Read The
Current Issue
Boutique Bowling
After a fifteen-year absence, Jackson Hole gets a new bowling alley.
BY Ben Graham
SINCE THE TURN of the millennium, valley residents have been getting their bowling fix in the basement of the Jackson Elks Lodge on Broadway Avenue. The four-lane alley there is dingy but has a retro charm—neon lights flicker, there’s a closet-size smoking room, and bowlers keep score manually. The other option is in Idaho Falls, ninety miles from Jackson.
But this spring former registered nurse Jessica Graham MacGregor unveiled Hole Bowl, a ten-lane bowling alley she believes fills a void in a valley dominated by outdoor sports. She’s also banking on grabbing hold of a new fad that could help reverse the tide of dwindling interest in bowling across the country.
(Statistics compiled by The Washington Post show the number of bowling centers in the U.S. declined from about 6,000 in 1986 to about 4,000 in 2014.) “The new trend is boutique bowling,” MacGregor says. “It’s smaller-venue—lounge, cocktails, better food.” Summed up, she describes the difference as “artisan pizza versus corndogs.”
Hole Bowl epitomizes that difference, MacGregor says. In addition to ten bowling lanes, there’s a bar, restaurant, and laneside food service, which includes pizza, burgers, and more. Besides bowling, there’s also foosball, cornhole, TVs, ping pong tables, shuffleboard, and full-size pool tables. And there are black lights. “The whole point is it’s kid-friendly, family friendly … until the appropriate time,” she says.
MACGREGOR DECIDED TO dive into bowling on a cold January afternoon four years ago. Temperatures dipped as low as 20 degrees below zero, which isn’t unusual in Jackson Hole. MacGregor and her husband were at a loss on how to entertain their three young children. Again, nothing unusual. How the MacGregors solved the problem of keeping their kids busy is unique, though: open a bowling alley.
MacGregor grew up in the Midwest, where bowling was a staple. “I was raised in a small town in southern Indiana; it’s kind of what you did,” she says. “We even bowled in gym class.” On the topic of her own ability to knock down strikes, MacGregor is confident but tight-lipped. “I can hold my own, let’s just say that,” she says.

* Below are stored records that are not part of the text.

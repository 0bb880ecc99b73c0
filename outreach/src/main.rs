//! Main entry point for the outreach binary
//!
//! Wires the real services into a campaign run, imports a spreadsheet
//! baseline, or reports the current store status.

use clap::{Parser, Subcommand};
use std::path::PathBuf;

use outreach::{
    config::{self, CampaignConfig, StoragePaths},
    is_complete,
    services::{
        spreadsheet, RealAuditLog, RealContactRepository, SmtpMailTransport, SystemClock,
        TemplateComposer,
    },
    Campaign, ContactRepository, ContactStore, OutreachResult,
};
use shared::{logging, run_debug, run_info, RunId};

/// Paced, resumable outreach to company HR contacts
#[derive(Parser)]
#[command(name = "outreach")]
#[command(about = "Sends paced outreach mail to HR contacts and tracks progress per slot")]
pub struct Args {
    /// Log level (trace, debug, info, warn, error)
    #[arg(long, global = true, default_value = "info")]
    pub log_level: String,

    /// Contact store path (overrides CONTACTS_STORE_PATH)
    #[arg(long, global = true)]
    pub store: Option<PathBuf>,

    /// Audit log path (overrides OUTBOX_LOG_PATH)
    #[arg(long, global = true)]
    pub audit_log: Option<PathBuf>,

    #[command(subcommand)]
    pub command: Option<Command>,
}

#[derive(Subcommand)]
pub enum Command {
    /// Run the configured sessions against the contact store
    Run,
    /// Build the contact store from a spreadsheet
    Import {
        /// Workbook to read (.xlsx, .xls, .ods)
        #[arg(long)]
        xlsx: PathBuf,

        /// Sheet name, defaults to the first sheet
        #[arg(long)]
        sheet: Option<String>,

        /// Replace an existing contact store
        #[arg(long)]
        force: bool,
    },
    /// Print per-status counts and whether the campaign is complete
    Status,
}

#[tokio::main]
async fn main() -> OutreachResult<()> {
    let args = Args::parse();

    RunId::init();
    logging::init_tracing_with_level(Some(&args.log_level));
    config::load_dotenv();

    let paths = StoragePaths::from_env().with_overrides(args.store.clone(), args.audit_log.clone());

    match args.command.unwrap_or(Command::Run) {
        Command::Run => run(paths).await,
        Command::Import { xlsx, sheet, force } => import(paths, xlsx, sheet, force).await,
        Command::Status => status(paths).await,
    }
}

async fn run(paths: StoragePaths) -> OutreachResult<()> {
    let mut config = CampaignConfig::from_env()?;
    config.store_path = paths.store;
    config.audit_log_path = paths.audit_log;

    run_debug!(
        "Sessions: {:?}, per session {}-{}, delay {}-{}s",
        config
            .sessions
            .iter()
            .map(|s| s.duration.as_secs() / 60)
            .collect::<Vec<_>>(),
        config.per_session.min,
        config.per_session.max,
        config.pacing.delay.min,
        config.pacing.delay.max
    );

    let repository = RealContactRepository::new(config.store_path.clone());
    let audit = RealAuditLog::new(config.audit_log_path.clone());
    let transport = SmtpMailTransport::new(&config.smtp, &config.sender.address, &config.sender_password)?;
    let composer = TemplateComposer::new(config.templates.clone());

    let mut campaign = Campaign::new(config, repository, audit, transport, composer, SystemClock);
    let report = campaign.run().await?;

    logging::log_success(&format!(
        "{} mails sent across {} sessions, campaign {}",
        report.total_sent(),
        report.sessions.len(),
        if report.complete { "complete" } else { "still in progress" }
    ));
    Ok(())
}

async fn import(paths: StoragePaths, xlsx: PathBuf, sheet: Option<String>, force: bool) -> OutreachResult<()> {
    let rows = spreadsheet::read_workbook(&xlsx, sheet.as_deref())?;
    let store = ContactStore::new(rows);
    let repository = RealContactRepository::new(paths.store);
    repository.create(&store, force).await?;

    logging::log_success(&format!(
        "Imported {} companies into {} ({})",
        store.len(),
        repository.path().display(),
        store.status_counts()
    ));
    Ok(())
}

async fn status(paths: StoragePaths) -> OutreachResult<()> {
    let store = RealContactRepository::new(paths.store).load().await?;
    let entries = RealAuditLog::new(paths.audit_log).read_all().await?;

    run_info!("📊 {}", store.status_counts());
    run_info!("📜 {} audit entries", entries.len());
    if let Some(last) = entries.last() {
        run_info!(
            "Last attempt: {} {} <{}> {:?} at {}",
            last.company,
            last.slot,
            last.hr_email,
            last.status,
            last.timestamp.format("%Y-%m-%d %H:%M:%S")
        );
    }
    if is_complete(&store) {
        logging::log_success("Campaign complete");
    } else {
        run_info!("⏳ {} slots still open", store.status_counts().open());
    }
    Ok(())
}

In the Elks’ Broadway basement, there are many bowlers who can hold their own. On any given night, you can find balls rolling and league players eating burgers on paper plates. “We love doing this,” says bowler Jay Ankeny as classic rock—“The Night They Drove Old Dixie Down,” by The Band—blares from the basement’s speakers. Groups of men, young and old, sit at tables, their eyes glued to the handwritten scores projected onto the wall. This league’s season is thirty weeks long.

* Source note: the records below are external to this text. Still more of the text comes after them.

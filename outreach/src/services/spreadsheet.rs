//! Spreadsheet baseline import
//!
//! Reads the legacy contact sheet with calamine. The first column holds the
//! company name; each slot uses `HR{i}_Name`, `Email ID_HR{i}` and the
//! optional `HR{i}_iterated` column whose `True`/`False`/`NA` spellings are
//! mapped onto slot statuses here and nowhere else. A slot without an email
//! column is imported blank.

use calamine::{open_workbook_auto, Data, Reader};
use shared::{run_info, run_warn, ContactRow, HrSlot, SharedResult, SlotId, SlotStatus, SLOTS_PER_ROW};
use std::path::Path;

use crate::error::{OutreachError, OutreachResult};

/// Column positions of one slot
#[derive(Debug, Clone, Copy)]
struct SlotColumns {
    name: Option<usize>,
    email: Option<usize>,
    status: Option<usize>,
}

/// Read contact rows from `sheet`, or the first sheet when none is named
pub fn read_workbook(path: &Path, sheet: Option<&str>) -> OutreachResult<Vec<ContactRow>> {
    let mut workbook = open_workbook_auto(path).map_err(|e| OutreachError::SpreadsheetError {
        message: format!("cannot open {}: {e}", path.display()),
    })?;

    let sheet_name = match sheet {
        Some(name) => name.to_string(),
        None => workbook
            .sheet_names()
            .first()
            .cloned()
            .ok_or_else(|| OutreachError::SpreadsheetError {
                message: format!("{} has no sheets", path.display()),
            })?,
    };

    let range = workbook
        .worksheet_range(&sheet_name)
        .map_err(|e| OutreachError::SpreadsheetError {
            message: format!("cannot read sheet '{sheet_name}': {e}"),
        })?;

    let mut rows = range.rows();
    let header: Vec<String> = rows
        .next()
        .map(|cells| cells.iter().map(cell_to_string).collect())
        .ok_or_else(|| OutreachError::SpreadsheetError {
            message: format!("sheet '{sheet_name}' is empty"),
        })?;
    let body: Vec<Vec<String>> = rows
        .map(|cells| cells.iter().map(cell_to_string).collect())
        .collect();

    let contacts = rows_from_table(&header, &body)?;
    run_info!(
        "📊 Read {} company rows from sheet '{}' of {}",
        contacts.len(),
        sheet_name,
        path.display()
    );
    Ok(contacts)
}

/// Map a header row and data rows onto contact rows
///
/// Rows whose cells are all blank are skipped. An unknown status spelling
/// fails the whole import.
pub fn rows_from_table(header: &[String], rows: &[Vec<String>]) -> OutreachResult<Vec<ContactRow>> {
    if header.is_empty() {
        return Err(OutreachError::SpreadsheetError {
            message: "header row has no columns".to_string(),
        });
    }

    let columns = slot_columns(header);

    let mut contacts = Vec::new();
    for cells in rows.iter().filter(|cells| cells.iter().any(|cell| !cell.trim().is_empty())) {
        let cell = |index: usize| cells.get(index).map(String::as_str).unwrap_or("");
        let mut slots: [HrSlot; SLOTS_PER_ROW] = Default::default();
        for (slot, columns) in slots.iter_mut().zip(columns.iter()) {
            let status = match columns.status {
                Some(i) => legacy_status(cell(i))?,
                None => SlotStatus::Unset,
            };
            *slot = HrSlot::new(
                columns.name.map(|i| cell(i).to_string()),
                columns.email.map(|i| cell(i).to_string()),
                status,
            );
        }
        contacts.push(ContactRow::new(cell(0), slots));
    }
    Ok(contacts)
}

fn slot_columns(header: &[String]) -> [SlotColumns; SLOTS_PER_ROW] {
    let find = |name: &str| header.iter().position(|h| h.trim() == name);

    SlotId::ALL.map(|id| {
        let n = id.number();
        let email_header = format!("Email ID_HR{n}");
        let email = find(&email_header);
        if email.is_none() {
            run_warn!("⚠️ No '{}' column, {} slots import blank", email_header, id);
        }
        SlotColumns {
            name: find(&format!("HR{n}_Name")),
            email,
            status: find(&format!("HR{n}_iterated")),
        }
    })
}

/// Status for a legacy `HR{i}_iterated` cell
///
/// Blank cells are `Unset`; the canonical status names are accepted too.
pub fn legacy_status(raw: &str) -> SharedResult<SlotStatus> {
    match raw.trim().to_lowercase().as_str() {
        "true" => Ok(SlotStatus::Sent),
        "false" => Ok(SlotStatus::Failed),
        "na" => Ok(SlotStatus::NotApplicable),
        other => other.parse(),
    }
}

fn cell_to_string(cell: &Data) -> String {
    match cell {
        Data::Empty => String::new(),
        Data::String(s) => s.trim().to_string(),
        Data::Int(n) => n.to_string(),
        Data::Float(f) => format!("{}", f),
        Data::Bool(b) => b.to_string(),
        Data::Error(_) => String::new(),
        Data::DateTime(dt) => format!("{}", dt),
        Data::DateTimeIso(s) => s.clone(),
        Data::DurationIso(s) => s.clone(),
    }
}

It’s the same group of people every week, every year. “It’s the camaraderie we have down here,” Ankeny says. His team is the Car Bomb Kings, and twice a week they face off against squads with names like Horseshoes and Hand Grenades.
There used to be another bowling option in the valley, Jackson Bowl. T.J. “Jimmy” Anderson opened it in 1985. Anderson ran it for a while, then other investors took over, and then those investors sold it to someone else. Eventually, the alley was converted into haphazard storage space. Then, in a 2001 welding accident, it burned to the ground. Many of the Elks regulars first met there.
MacGregor wonders whether the old-timers and dedicated league players are interested in her new alley. Elks regulars say they are unsure. Most admitted they’d poke their heads in to see what all the fuss is about, but that doesn’t mean they’ll change from their favorite spot. After all, that would require them to lug their custom-drilled bowling balls across town.
Hole Bowl definitely plans on league play, which starts this fall. The alleys were constructed to the specifications of the Professional Bowlers Association. That means once the PBA certifies it, Hole Bowl can host the PBA Wyoming championships.